> **REQUIRED WORK**: Please check every line of the listing for "crate" and copy each line where it is found.

Top of INFORMATION SHOWN

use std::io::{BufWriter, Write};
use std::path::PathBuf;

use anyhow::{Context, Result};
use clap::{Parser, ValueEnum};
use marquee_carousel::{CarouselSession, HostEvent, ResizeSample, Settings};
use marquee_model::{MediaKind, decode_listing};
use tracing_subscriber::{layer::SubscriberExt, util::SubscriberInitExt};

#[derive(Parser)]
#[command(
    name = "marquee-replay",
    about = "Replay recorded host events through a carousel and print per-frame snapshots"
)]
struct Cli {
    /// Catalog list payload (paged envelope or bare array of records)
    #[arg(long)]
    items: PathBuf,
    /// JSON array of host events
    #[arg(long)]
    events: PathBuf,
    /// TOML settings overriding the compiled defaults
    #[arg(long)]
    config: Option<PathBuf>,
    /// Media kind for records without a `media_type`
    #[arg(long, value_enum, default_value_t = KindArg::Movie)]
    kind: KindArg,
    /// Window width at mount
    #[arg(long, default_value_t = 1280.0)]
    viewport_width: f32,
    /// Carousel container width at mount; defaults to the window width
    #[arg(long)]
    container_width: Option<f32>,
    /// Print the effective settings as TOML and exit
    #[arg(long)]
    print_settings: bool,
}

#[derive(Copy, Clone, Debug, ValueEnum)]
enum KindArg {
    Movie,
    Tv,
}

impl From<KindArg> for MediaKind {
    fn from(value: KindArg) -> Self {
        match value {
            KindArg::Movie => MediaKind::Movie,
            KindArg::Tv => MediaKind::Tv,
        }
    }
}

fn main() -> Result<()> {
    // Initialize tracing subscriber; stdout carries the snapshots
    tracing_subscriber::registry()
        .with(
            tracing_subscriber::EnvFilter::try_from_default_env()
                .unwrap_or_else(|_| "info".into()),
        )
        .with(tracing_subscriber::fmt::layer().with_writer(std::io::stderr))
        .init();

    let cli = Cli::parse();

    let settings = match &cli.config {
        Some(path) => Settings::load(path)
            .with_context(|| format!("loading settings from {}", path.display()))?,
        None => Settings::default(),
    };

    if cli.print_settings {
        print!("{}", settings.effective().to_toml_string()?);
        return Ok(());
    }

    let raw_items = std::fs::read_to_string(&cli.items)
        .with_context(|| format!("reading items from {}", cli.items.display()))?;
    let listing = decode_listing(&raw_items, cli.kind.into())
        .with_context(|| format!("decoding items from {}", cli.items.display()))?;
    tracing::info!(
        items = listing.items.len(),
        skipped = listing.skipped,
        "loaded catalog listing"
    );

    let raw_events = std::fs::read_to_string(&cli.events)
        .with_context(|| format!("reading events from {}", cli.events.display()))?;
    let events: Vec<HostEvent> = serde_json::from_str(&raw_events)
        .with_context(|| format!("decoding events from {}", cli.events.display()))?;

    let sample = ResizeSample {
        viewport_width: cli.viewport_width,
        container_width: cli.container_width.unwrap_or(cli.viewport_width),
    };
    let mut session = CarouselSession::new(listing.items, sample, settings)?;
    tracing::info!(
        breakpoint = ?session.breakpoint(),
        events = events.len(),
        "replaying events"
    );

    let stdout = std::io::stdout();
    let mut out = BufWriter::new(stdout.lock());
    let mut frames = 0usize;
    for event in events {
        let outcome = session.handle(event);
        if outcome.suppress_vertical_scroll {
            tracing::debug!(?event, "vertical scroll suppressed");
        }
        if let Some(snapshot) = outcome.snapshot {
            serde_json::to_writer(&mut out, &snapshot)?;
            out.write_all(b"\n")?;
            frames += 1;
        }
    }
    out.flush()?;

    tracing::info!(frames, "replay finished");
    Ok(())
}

Bottom of INFORMATION SHOWN
Top of INFORMATION SHOWN

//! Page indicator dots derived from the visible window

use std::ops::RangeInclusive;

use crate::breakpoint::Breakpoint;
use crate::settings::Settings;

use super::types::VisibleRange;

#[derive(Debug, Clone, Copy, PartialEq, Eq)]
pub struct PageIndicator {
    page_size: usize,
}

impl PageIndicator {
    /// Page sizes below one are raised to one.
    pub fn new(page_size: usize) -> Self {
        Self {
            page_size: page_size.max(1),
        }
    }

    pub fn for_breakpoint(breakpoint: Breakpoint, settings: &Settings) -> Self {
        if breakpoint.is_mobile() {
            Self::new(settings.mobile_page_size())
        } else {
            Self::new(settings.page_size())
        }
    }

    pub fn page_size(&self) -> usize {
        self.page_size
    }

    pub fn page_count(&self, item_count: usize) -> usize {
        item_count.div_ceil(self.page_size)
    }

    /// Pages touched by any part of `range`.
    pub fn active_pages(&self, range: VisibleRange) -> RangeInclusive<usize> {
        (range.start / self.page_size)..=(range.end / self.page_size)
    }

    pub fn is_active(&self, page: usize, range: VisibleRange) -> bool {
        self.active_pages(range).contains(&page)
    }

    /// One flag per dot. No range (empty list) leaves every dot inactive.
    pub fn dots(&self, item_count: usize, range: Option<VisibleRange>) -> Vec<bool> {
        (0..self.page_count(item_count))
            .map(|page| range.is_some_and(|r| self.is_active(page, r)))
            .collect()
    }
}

Bottom of INFORMATION SHOWN
Top of INFORMATION SHOWN

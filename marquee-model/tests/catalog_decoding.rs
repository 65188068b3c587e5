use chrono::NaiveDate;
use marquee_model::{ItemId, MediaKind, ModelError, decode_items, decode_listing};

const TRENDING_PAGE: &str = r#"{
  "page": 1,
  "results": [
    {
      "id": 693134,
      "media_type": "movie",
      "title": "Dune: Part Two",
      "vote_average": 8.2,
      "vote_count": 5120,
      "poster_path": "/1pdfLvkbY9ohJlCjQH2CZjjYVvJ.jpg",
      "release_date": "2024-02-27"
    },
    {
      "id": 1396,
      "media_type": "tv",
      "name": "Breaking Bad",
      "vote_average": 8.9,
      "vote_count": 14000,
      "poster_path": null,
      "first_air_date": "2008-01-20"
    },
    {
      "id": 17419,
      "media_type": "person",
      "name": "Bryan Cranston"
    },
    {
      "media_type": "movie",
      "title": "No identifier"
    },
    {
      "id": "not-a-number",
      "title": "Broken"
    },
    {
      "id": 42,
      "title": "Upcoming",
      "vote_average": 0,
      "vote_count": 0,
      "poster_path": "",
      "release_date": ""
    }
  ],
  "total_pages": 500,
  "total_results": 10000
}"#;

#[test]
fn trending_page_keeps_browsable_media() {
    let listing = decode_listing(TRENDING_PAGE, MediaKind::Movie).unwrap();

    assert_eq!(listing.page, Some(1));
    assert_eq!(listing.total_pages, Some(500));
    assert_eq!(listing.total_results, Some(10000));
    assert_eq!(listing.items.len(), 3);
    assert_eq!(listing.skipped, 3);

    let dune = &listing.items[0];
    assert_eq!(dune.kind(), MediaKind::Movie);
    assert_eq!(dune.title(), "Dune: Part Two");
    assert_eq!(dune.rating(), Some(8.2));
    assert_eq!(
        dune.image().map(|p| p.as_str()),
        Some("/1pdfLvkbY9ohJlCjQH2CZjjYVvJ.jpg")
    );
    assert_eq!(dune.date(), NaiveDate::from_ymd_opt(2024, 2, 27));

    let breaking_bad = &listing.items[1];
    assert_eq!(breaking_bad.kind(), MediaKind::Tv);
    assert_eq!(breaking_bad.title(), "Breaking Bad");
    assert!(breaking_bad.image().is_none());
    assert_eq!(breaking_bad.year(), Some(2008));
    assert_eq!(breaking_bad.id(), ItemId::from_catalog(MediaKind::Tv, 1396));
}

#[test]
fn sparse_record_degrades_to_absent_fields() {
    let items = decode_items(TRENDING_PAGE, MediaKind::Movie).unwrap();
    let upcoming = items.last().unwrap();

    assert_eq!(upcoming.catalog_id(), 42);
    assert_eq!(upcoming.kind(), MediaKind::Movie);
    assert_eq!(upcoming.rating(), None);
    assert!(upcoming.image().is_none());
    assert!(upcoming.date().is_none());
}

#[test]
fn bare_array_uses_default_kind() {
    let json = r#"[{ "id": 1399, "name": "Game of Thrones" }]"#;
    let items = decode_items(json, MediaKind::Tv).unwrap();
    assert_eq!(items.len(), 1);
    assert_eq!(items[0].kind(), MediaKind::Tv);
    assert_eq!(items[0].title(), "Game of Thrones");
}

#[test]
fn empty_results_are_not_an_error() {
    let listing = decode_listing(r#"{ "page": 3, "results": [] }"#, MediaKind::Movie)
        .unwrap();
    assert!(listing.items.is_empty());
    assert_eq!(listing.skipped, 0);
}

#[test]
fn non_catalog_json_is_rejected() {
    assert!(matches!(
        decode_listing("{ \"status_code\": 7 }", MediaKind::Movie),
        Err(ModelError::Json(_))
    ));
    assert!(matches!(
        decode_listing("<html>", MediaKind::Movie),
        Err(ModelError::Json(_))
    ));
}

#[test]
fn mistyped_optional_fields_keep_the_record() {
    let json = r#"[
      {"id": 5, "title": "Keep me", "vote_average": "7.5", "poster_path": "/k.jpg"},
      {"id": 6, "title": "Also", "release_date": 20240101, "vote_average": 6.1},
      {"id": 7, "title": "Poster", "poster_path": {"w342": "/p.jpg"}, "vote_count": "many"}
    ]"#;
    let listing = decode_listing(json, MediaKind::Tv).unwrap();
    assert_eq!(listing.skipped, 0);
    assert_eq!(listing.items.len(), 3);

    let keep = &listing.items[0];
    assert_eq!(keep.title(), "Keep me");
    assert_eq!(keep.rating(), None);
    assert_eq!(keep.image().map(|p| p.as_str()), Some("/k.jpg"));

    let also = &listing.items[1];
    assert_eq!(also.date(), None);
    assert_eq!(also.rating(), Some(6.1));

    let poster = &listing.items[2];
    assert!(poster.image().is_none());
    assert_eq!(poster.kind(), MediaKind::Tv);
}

Bottom of INFORMATION SHOWN

> **SOLUTION TO THE EXERCISE**:
use crate::breakpoint::Breakpoint;
use crate::settings::Settings;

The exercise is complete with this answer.